----- SUPPLIED MATERIAL -----

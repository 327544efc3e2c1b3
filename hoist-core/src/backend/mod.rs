//! Build backend abstraction.
//!
//! Image builds, digest lookups, retagging and pushes all go through the
//! `BackendClient` trait. A `BackendConnector` hands out one client per
//! pipeline run; the client is released through a `ClientLease`.
//!
//! Implementations:
//! - `DockerCli`: drives the local `docker` binary

use async_trait::async_trait;
use std::collections::BTreeMap;
use std::ops::Deref;
use std::path::{Path, PathBuf};
use tokio::io::AsyncWrite;
use tokio_util::sync::CancellationToken;
use tracing::debug;

pub mod docker;
pub(crate) mod process;

pub use docker::{DockerCli, DockerConnector};

/// Append-only progress stream shared by the whole pipeline.
pub type OutputSink<'a> = &'a mut (dyn AsyncWrite + Unpin + Send);

/// Result type for backend operations.
pub type BackendResult<T> = std::result::Result<T, BackendError>;

/// Error type for backend operations.
#[derive(Debug, thiserror::Error)]
pub enum BackendError {
    #[error("{binary} not found on PATH. {hint}")]
    BinaryNotFound { binary: String, hint: String },

    #[error("failed to spawn {command}: {source}")]
    Spawn {
        command: String,
        #[source]
        source: std::io::Error,
    },

    #[error("{command} failed: {reason}")]
    CommandFailed { command: String, reason: String },

    #[error("unexpected output from {command}: {reason}")]
    InvalidOutput { command: String, reason: String },

    #[error("digest not found for {tag}")]
    EmptyDigest { tag: String },

    #[error("writing progress: {0}")]
    Output(#[source] std::io::Error),

    #[error("operation cancelled")]
    Cancelled,
}

/// Options for a single image build request.
#[derive(Debug, Clone, PartialEq, Eq)]
pub struct ImageBuildOptions {
    /// Build context directory
    pub context_path: PathBuf,
    /// Dockerfile path, relative to the context
    pub dockerfile: String,
    /// Tags applied to the resulting image
    pub tags: Vec<String>,
    /// Build arguments; `None` forwards the value from the build environment
    pub build_args: BTreeMap<String, Option<String>>,
    /// Images consulted as layer cache sources, in order
    pub cache_from: Vec<String>,
}

/// Version information reported by the backend server.
#[derive(Debug, Clone, Default, PartialEq, Eq, serde::Deserialize)]
pub struct ServerVersion {
    #[serde(rename = "Version", default)]
    pub version: String,

    #[serde(rename = "ApiVersion", default)]
    pub api_version: String,
}

/// Build backend client.
///
/// Every call may block on process or network I/O and must return
/// `BackendError::Cancelled` promptly once `cancel` fires.
#[async_trait]
pub trait BackendClient: Send + Sync {
    /// Build an image, streaming progress to `out`.
    async fn build(
        &self,
        cancel: &CancellationToken,
        options: &ImageBuildOptions,
        out: OutputSink<'_>,
    ) -> BackendResult<()>;

    /// Content digest of a local image. An empty string means "unknown".
    async fn digest(&self, cancel: &CancellationToken, tag: &str) -> BackendResult<String>;

    /// Apply `target` as an additional tag of `source`.
    async fn tag(&self, cancel: &CancellationToken, source: &str, target: &str)
        -> BackendResult<()>;

    /// Push a tag to its registry, streaming progress to `out`.
    async fn push(
        &self,
        cancel: &CancellationToken,
        tag: &str,
        out: OutputSink<'_>,
    ) -> BackendResult<()>;

    /// Load an image tarball into the backend's image store.
    async fn load_image(
        &self,
        cancel: &CancellationToken,
        tarball: &Path,
        out: OutputSink<'_>,
    ) -> BackendResult<()>;

    /// Version of the backend server.
    async fn server_version(&self, cancel: &CancellationToken) -> BackendResult<ServerVersion>;

    /// Release client resources. Idempotent; never fails the caller.
    fn close(&self);
}

/// Acquires backend clients.
#[async_trait]
pub trait BackendConnector: Send + Sync {
    async fn connect(&self) -> BackendResult<Box<dyn BackendClient>>;
}

/// Scoped ownership of a backend client.
///
/// The client is closed exactly once, when the lease is dropped, whatever
/// path the holder leaves through.
pub struct ClientLease {
    client: Box<dyn BackendClient>,
}

impl ClientLease {
    pub fn new(client: Box<dyn BackendClient>) -> Self {
        Self { client }
    }
}

impl Deref for ClientLease {
    type Target = dyn BackendClient;

    fn deref(&self) -> &Self::Target {
        self.client.as_ref()
    }
}

impl Drop for ClientLease {
    fn drop(&mut self) {
        debug!("Releasing backend client");
        self.client.close();
    }
}
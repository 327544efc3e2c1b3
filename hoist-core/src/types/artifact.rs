//! Artifact types.
//!
//! An artifact is one buildable description yielding exactly one image.
//! The build kind is a sum type: the raw, deserialized form may carry zero or
//! several kind payloads and is rejected on conversion.

use crate::error::HoistError;
use serde::{Deserialize, Serialize};
use std::collections::BTreeMap;
use std::path::PathBuf;

/// A validated artifact.
#[derive(Debug, Clone, PartialEq, Eq, Deserialize)]
#[serde(try_from = "RawArtifact")]
pub struct ArtifactSpec {
    /// Image name (e.g., "app" or "gcr.io/team/app")
    pub image_name: String,

    /// Workspace the build runs in
    pub workspace: PathBuf,

    /// How the image is produced
    pub kind: BuildKind,
}

/// Build strategy of an artifact.
#[derive(Debug, Clone, PartialEq, Eq)]
pub enum BuildKind {
    /// Dockerfile build on the container daemon
    Docker(DockerArtifact),
    /// Hermetic build through bazel, loaded into the daemon afterwards
    Bazel(BazelArtifact),
}

impl BuildKind {
    pub fn name(&self) -> &'static str {
        match self {
            BuildKind::Docker(_) => "docker",
            BuildKind::Bazel(_) => "bazel",
        }
    }
}

/// Dockerfile build parameters.
#[derive(Debug, Clone, PartialEq, Eq, Serialize, Deserialize)]
#[serde(rename_all = "camelCase", deny_unknown_fields)]
pub struct DockerArtifact {
    /// Path to the Dockerfile, relative to the workspace
    #[serde(default = "default_dockerfile")]
    pub dockerfile_path: String,

    /// Build arguments; a `null` value forwards the variable from the build environment
    #[serde(default)]
    pub build_args: BTreeMap<String, Option<String>>,

    /// Images used as cache sources, in priority order
    #[serde(default)]
    pub cache_from: Vec<String>,
}

impl Default for DockerArtifact {
    fn default() -> Self {
        Self {
            dockerfile_path: default_dockerfile(),
            build_args: BTreeMap::new(),
            cache_from: Vec::new(),
        }
    }
}

fn default_dockerfile() -> String {
    "Dockerfile".to_string()
}

/// Bazel build parameters.
#[derive(Debug, Clone, PartialEq, Eq, Serialize, Deserialize)]
#[serde(deny_unknown_fields)]
pub struct BazelArtifact {
    /// Image tarball target, e.g. "//app:image.tar"
    pub target: String,

    /// Extra arguments passed to `bazel build`
    #[serde(default)]
    pub args: Vec<String>,
}

/// Artifact as written in a pipeline file.
#[derive(Debug, Clone, Default, Deserialize)]
#[serde(rename_all = "camelCase", deny_unknown_fields)]
pub struct RawArtifact {
    pub image_name: String,

    #[serde(default)]
    pub workspace: Option<PathBuf>,

    #[serde(default)]
    pub docker: Option<DockerArtifact>,

    #[serde(default)]
    pub bazel: Option<BazelArtifact>,
}

impl TryFrom<RawArtifact> for ArtifactSpec {
    type Error = HoistError;

    fn try_from(raw: RawArtifact) -> Result<Self, Self::Error> {
        let image_name = raw.image_name.trim().to_string();
        let invalid = |reason: &str| HoistError::Configuration {
            image: if image_name.is_empty() { "<unnamed>".to_string() } else { image_name.clone() },
            reason: reason.to_string(),
        };

        if image_name.is_empty() {
            return Err(invalid("imageName is required"));
        }

        let kind = match (raw.docker, raw.bazel) {
            (Some(docker), None) => BuildKind::Docker(docker),
            (None, Some(bazel)) => {
                if !bazel.target.ends_with(".tar") {
                    return Err(invalid(&format!(
                        "bazel target {} must name an image tarball (*.tar)",
                        bazel.target
                    )));
                }
                BuildKind::Bazel(bazel)
            }
            (None, None) => return Err(invalid("undefined artifact type: set docker or bazel")),
            (Some(_), Some(_)) => {
                return Err(invalid("conflicting artifact types: set only one of docker or bazel"))
            }
        };

        Ok(ArtifactSpec {
            image_name,
            workspace: raw.workspace.unwrap_or_else(|| PathBuf::from(".")),
            kind,
        })
    }
}

impl ArtifactSpec {
    /// Dockerfile artifact with default settings.
    pub fn docker(image_name: impl Into<String>, workspace: impl Into<PathBuf>) -> Self {
        Self {
            image_name: image_name.into(),
            workspace: workspace.into(),
            kind: BuildKind::Docker(DockerArtifact::default()),
        }
    }
}
//! Subprocess execution for CLI-driven backends.
//!
//! Processes are spawned with `kill_on_drop`, so dropping the future (which is
//! what happens when the cancellation token wins the race) terminates the child.

use super::{BackendError, BackendResult, OutputSink};
use std::collections::VecDeque;
use std::path::{Path, PathBuf};
use std::process::Stdio;
use tokio::io::{AsyncBufReadExt, AsyncWriteExt, BufReader};
use tokio::process::Command;
use tokio_util::sync::CancellationToken;
use tracing::{debug, warn};

/// Number of stderr lines kept for error messages.
const DIAGNOSTIC_LINES: usize = 20;

/// Locate a binary, honoring an environment override before searching `PATH`.
pub(crate) fn find_binary(name: &str, env_override: &str) -> Option<PathBuf> {
    if let Ok(path) = std::env::var(env_override) {
        let path = PathBuf::from(path);
        return path.exists().then_some(path);
    }

    search_path(Path::new(name))
}

/// Resolve a bare program name against `PATH`.
pub(crate) fn search_path(name: &Path) -> Option<PathBuf> {
    let paths = std::env::var_os("PATH")?;
    std::env::split_paths(&paths).map(|dir| dir.join(name)).find(|candidate| candidate.is_file())
}

/// Short human-readable form of a command ("docker push").
pub(crate) fn describe(command: &Command) -> String {
    let std = command.as_std();
    let program = PathBuf::from(std.get_program());
    let program = program
        .file_name()
        .map(|n| n.to_string_lossy().to_string())
        .unwrap_or_else(|| program.display().to_string());

    match std.get_args().next() {
        Some(sub) => format!("{} {}", program, sub.to_string_lossy()),
        None => program,
    }
}

/// Run a command to completion.
///
/// With a sink, stdout and stderr lines are forwarded to it as they arrive and
/// an empty string is returned. Without one, stdout is captured and returned.
pub(crate) async fn run(
    mut command: Command,
    cancel: &CancellationToken,
    out: Option<OutputSink<'_>>,
) -> BackendResult<String> {
    let described = describe(&command);
    command.stdin(Stdio::null()).stdout(Stdio::piped()).stderr(Stdio::piped()).kill_on_drop(true);

    debug!(command = %described, "Running");

    tokio::select! {
        biased;
        _ = cancel.cancelled() => {
            warn!(command = %described, "Cancelled, terminating process");
            Err(BackendError::Cancelled)
        }
        result = drive(command, &described, out) => result,
    }
}

async fn drive(
    mut command: Command,
    display: &str,
    mut out: Option<OutputSink<'_>>,
) -> BackendResult<String> {
    let mut child = command
        .spawn()
        .map_err(|e| BackendError::Spawn { command: display.to_string(), source: e })?;

    let (stdout, stderr) = match (child.stdout.take(), child.stderr.take()) {
        (Some(stdout), Some(stderr)) => (stdout, stderr),
        _ => {
            return Err(BackendError::InvalidOutput {
                command: display.to_string(),
                reason: "process pipes unavailable".to_string(),
            })
        }
    };

    let read_failed = |e: std::io::Error| BackendError::CommandFailed {
        command: display.to_string(),
        reason: format!("reading output: {}", e),
    };

    // Output is handled as raw bytes; tools may print anything, valid UTF-8 or not.
    let mut stdout = BufReader::new(stdout);
    let mut stderr = BufReader::new(stderr);
    let (mut stdout_line, mut stderr_line) = (Vec::new(), Vec::new());
    let mut captured: Vec<u8> = Vec::new();
    let mut diagnostics: VecDeque<String> = VecDeque::with_capacity(DIAGNOSTIC_LINES);
    let (mut stdout_open, mut stderr_open) = (true, true);

    while stdout_open || stderr_open {
        tokio::select! {
            read = stdout.read_until(b'\n', &mut stdout_line), if stdout_open => {
                if read.map_err(read_failed)? == 0 {
                    stdout_open = false;
                } else {
                    match out.as_deref_mut() {
                        Some(sink) => emit(sink, &stdout_line).await?,
                        None => captured.extend_from_slice(&stdout_line),
                    }
                    stdout_line.clear();
                }
            }
            read = stderr.read_until(b'\n', &mut stderr_line), if stderr_open => {
                if read.map_err(read_failed)? == 0 {
                    stderr_open = false;
                } else {
                    if let Some(sink) = out.as_deref_mut() {
                        emit(sink, &stderr_line).await?;
                    }
                    if diagnostics.len() == DIAGNOSTIC_LINES {
                        diagnostics.pop_front();
                    }
                    let line = String::from_utf8_lossy(&stderr_line);
                    diagnostics.push_back(line.trim_end_matches(['\n', '\r']).to_string());
                    stderr_line.clear();
                }
            }
        }
    }

    let status = child
        .wait()
        .await
        .map_err(|e| BackendError::Spawn { command: display.to_string(), source: e })?;

    if let Some(sink) = out.as_deref_mut() {
        sink.flush().await.map_err(BackendError::Output)?;
    }

    if !status.success() {
        let detail = Vec::from(diagnostics).join("\n");
        let reason = if detail.trim().is_empty() {
            status.to_string()
        } else {
            format!("{} ({})", detail.trim(), status)
        };
        return Err(BackendError::CommandFailed { command: display.to_string(), reason });
    }

    Ok(String::from_utf8_lossy(&captured).into_owned())
}

/// Forward one line to the sink, terminating it if the stream ended mid-line.
async fn emit(sink: &mut (dyn tokio::io::AsyncWrite + Unpin + Send), line: &[u8]) -> BackendResult<()> {
    sink.write_all(line).await.map_err(BackendError::Output)?;
    if !line.ends_with(b"\n") {
        sink.write_all(b"\n").await.map_err(BackendError::Output)?;
    }
    Ok(())
}
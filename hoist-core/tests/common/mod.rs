//! Shared test doubles: a recording backend and a scripted tagger.

#![allow(dead_code)]

use async_trait::async_trait;
use hoist_core::backend::{
    BackendClient, BackendConnector, BackendError, BackendResult, ImageBuildOptions, OutputSink,
    ServerVersion,
};
use hoist_core::tag::{TagError, TagOptions, Tagger};
use std::collections::HashSet;
use std::io;
use std::path::{Path, PathBuf};
use std::pin::Pin;
use std::sync::atomic::{AtomicUsize, Ordering};
use std::sync::{Arc, Mutex};
use std::task::{Context, Poll};
use tokio::io::{AsyncWrite, AsyncWriteExt};
use tokio_util::sync::CancellationToken;

/// A backend call, as observed by the mock.
#[derive(Debug, Clone, PartialEq, Eq)]
pub enum Call {
    Build { context: PathBuf, tags: Vec<String> },
    Digest(String),
    Tag { source: String, target: String },
    Push(String),
    Load(PathBuf),
    Version,
}

/// Scripted behaviour plus everything the mock observed.
#[derive(Default)]
pub struct BackendState {
    pub calls: Mutex<Vec<Call>>,
    pub connects: AtomicUsize,
    pub closes: AtomicUsize,

    /// Digest returned for every image; `sha256:deadbeef` when unset
    pub digest: Mutex<Option<String>>,
    pub api_version: Mutex<Option<String>>,
    pub fail_connect: bool,
    pub fail_build: bool,
    pub fail_tag: bool,
    pub fail_push: bool,

    /// Builds wait until cancelled instead of completing
    pub hang_build: bool,
}

impl BackendState {
    pub fn calls(&self) -> Vec<Call> {
        self.calls.lock().unwrap().clone()
    }

    pub fn closes(&self) -> usize {
        self.closes.load(Ordering::SeqCst)
    }

    pub fn pushes(&self) -> Vec<String> {
        self.calls()
            .into_iter()
            .filter_map(|c| match c {
                Call::Push(tag) => Some(tag),
                _ => None,
            })
            .collect()
    }

    /// Tags handed to the backend's build requests, in order.
    pub fn built_tags(&self) -> Vec<String> {
        self.calls()
            .into_iter()
            .filter_map(|c| match c {
                Call::Build { tags, .. } => tags.into_iter().next(),
                _ => None,
            })
            .collect()
    }

    fn record(&self, call: Call) {
        self.calls.lock().unwrap().push(call);
    }
}

/// Connector handing out clients that share one `BackendState`.
#[derive(Clone, Default)]
pub struct MockBackend {
    pub state: Arc<BackendState>,
}

impl MockBackend {
    pub fn new(state: BackendState) -> Self {
        Self { state: Arc::new(state) }
    }

    pub fn with_digest(digest: &str) -> Self {
        let state = BackendState::default();
        *state.digest.lock().unwrap() = Some(digest.to_string());
        Self::new(state)
    }
}

#[async_trait]
impl BackendConnector for MockBackend {
    async fn connect(&self) -> BackendResult<Box<dyn BackendClient>> {
        if self.state.fail_connect {
            return Err(BackendError::BinaryNotFound {
                binary: "docker".to_string(),
                hint: "mock refuses to connect".to_string(),
            });
        }
        self.state.connects.fetch_add(1, Ordering::SeqCst);
        Ok(Box::new(MockClient { state: Arc::clone(&self.state) }))
    }
}

struct MockClient {
    state: Arc<BackendState>,
}

#[async_trait]
impl BackendClient for MockClient {
    async fn build(
        &self,
        cancel: &CancellationToken,
        options: &ImageBuildOptions,
        out: OutputSink<'_>,
    ) -> BackendResult<()> {
        self.state.record(Call::Build {
            context: options.context_path.clone(),
            tags: options.tags.clone(),
        });
        if self.state.hang_build {
            cancel.cancelled().await;
            return Err(BackendError::Cancelled);
        }
        if self.state.fail_build {
            return Err(BackendError::CommandFailed {
                command: "docker build".to_string(),
                reason: "failed to solve: dockerfile parse error line 3".to_string(),
            });
        }
        out.write_all(b"Step 1/1 : FROM scratch\n").await.map_err(BackendError::Output)?;
        Ok(())
    }

    async fn digest(&self, _cancel: &CancellationToken, tag: &str) -> BackendResult<String> {
        self.state.record(Call::Digest(tag.to_string()));
        let digest = self.state.digest.lock().unwrap().clone();
        Ok(digest.unwrap_or_else(|| "sha256:deadbeef".to_string()))
    }

    async fn tag(
        &self,
        _cancel: &CancellationToken,
        source: &str,
        target: &str,
    ) -> BackendResult<()> {
        self.state.record(Call::Tag { source: source.to_string(), target: target.to_string() });
        if self.state.fail_tag {
            return Err(BackendError::CommandFailed {
                command: "docker tag".to_string(),
                reason: "invalid reference format".to_string(),
            });
        }
        Ok(())
    }

    async fn push(
        &self,
        _cancel: &CancellationToken,
        tag: &str,
        _out: OutputSink<'_>,
    ) -> BackendResult<()> {
        self.state.record(Call::Push(tag.to_string()));
        if self.state.fail_push {
            return Err(BackendError::CommandFailed {
                command: "docker push".to_string(),
                reason: "denied: requested access to the resource is denied".to_string(),
            });
        }
        Ok(())
    }

    async fn load_image(
        &self,
        _cancel: &CancellationToken,
        tarball: &Path,
        _out: OutputSink<'_>,
    ) -> BackendResult<()> {
        self.state.record(Call::Load(tarball.to_path_buf()));
        Ok(())
    }

    async fn server_version(&self, _cancel: &CancellationToken) -> BackendResult<ServerVersion> {
        self.state.record(Call::Version);
        match self.state.api_version.lock().unwrap().clone() {
            Some(api_version) => Ok(ServerVersion { version: "24.0.7".to_string(), api_version }),
            None => Err(BackendError::CommandFailed {
                command: "docker version".to_string(),
                reason: "Cannot connect to the Docker daemon".to_string(),
            }),
        }
    }

    fn close(&self) {
        self.state.closes.fetch_add(1, Ordering::SeqCst);
    }
}

/// Tagger producing `registry/<image>:<digest hex>` and recording its inputs.
#[derive(Default)]
pub struct MockTagger {
    pub requests: Mutex<Vec<TagOptions>>,
    pub fail_for: HashSet<String>,
}

impl MockTagger {
    pub fn failing_for(image: &str) -> Self {
        Self { fail_for: HashSet::from([image.to_string()]), ..Default::default() }
    }

    pub fn requests(&self) -> Vec<TagOptions> {
        self.requests.lock().unwrap().clone()
    }
}

#[async_trait]
impl Tagger for MockTagger {
    async fn generate_fully_qualified_image_name(
        &self,
        _cancel: &CancellationToken,
        _workspace: &Path,
        options: &TagOptions,
    ) -> Result<String, TagError> {
        self.requests.lock().unwrap().push(options.clone());
        if self.fail_for.contains(&options.image_name) {
            return Err(TagError::MissingVariable { name: "GIT_SHA".to_string() });
        }
        Ok(format!("registry/{}:{}", options.image_name, options.digest_hex()))
    }
}

/// Output sink whose writes always fail.
pub struct BrokenSink;

impl AsyncWrite for BrokenSink {
    fn poll_write(
        self: Pin<&mut Self>,
        _cx: &mut Context<'_>,
        _buf: &[u8],
    ) -> Poll<io::Result<usize>> {
        Poll::Ready(Err(io::Error::new(io::ErrorKind::BrokenPipe, "log stream closed")))
    }

    fn poll_flush(self: Pin<&mut Self>, _cx: &mut Context<'_>) -> Poll<io::Result<()>> {
        Poll::Ready(Ok(()))
    }

    fn poll_shutdown(self: Pin<&mut Self>, _cx: &mut Context<'_>) -> Poll<io::Result<()>> {
        Poll::Ready(Ok(()))
    }
}

/// Output sink accepting a fixed number of writes, then failing.
pub struct FailingSink {
    remaining: usize,
    pub written: Vec<u8>,
}

impl FailingSink {
    pub fn after(writes: usize) -> Self {
        Self { remaining: writes, written: Vec::new() }
    }
}

impl AsyncWrite for FailingSink {
    fn poll_write(
        mut self: Pin<&mut Self>,
        _cx: &mut Context<'_>,
        buf: &[u8],
    ) -> Poll<io::Result<usize>> {
        if self.remaining == 0 {
            return Poll::Ready(Err(io::Error::new(io::ErrorKind::BrokenPipe, "log stream closed")));
        }
        self.remaining -= 1;
        self.written.extend_from_slice(buf);
        Poll::Ready(Ok(buf.len()))
    }

    fn poll_flush(self: Pin<&mut Self>, _cx: &mut Context<'_>) -> Poll<io::Result<()>> {
        Poll::Ready(Ok(()))
    }

    fn poll_shutdown(self: Pin<&mut Self>, _cx: &mut Context<'_>) -> Poll<io::Result<()>> {
        Poll::Ready(Ok(()))
    }
}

-----

Read through the entries and copy every line that includes "ClientLease".

REPLY TO THE TASK:
//! pipeline run; the client is released through a `ClientLease`.
pub struct ClientLease {
impl ClientLease {
impl Deref for ClientLease {
impl Drop for ClientLease {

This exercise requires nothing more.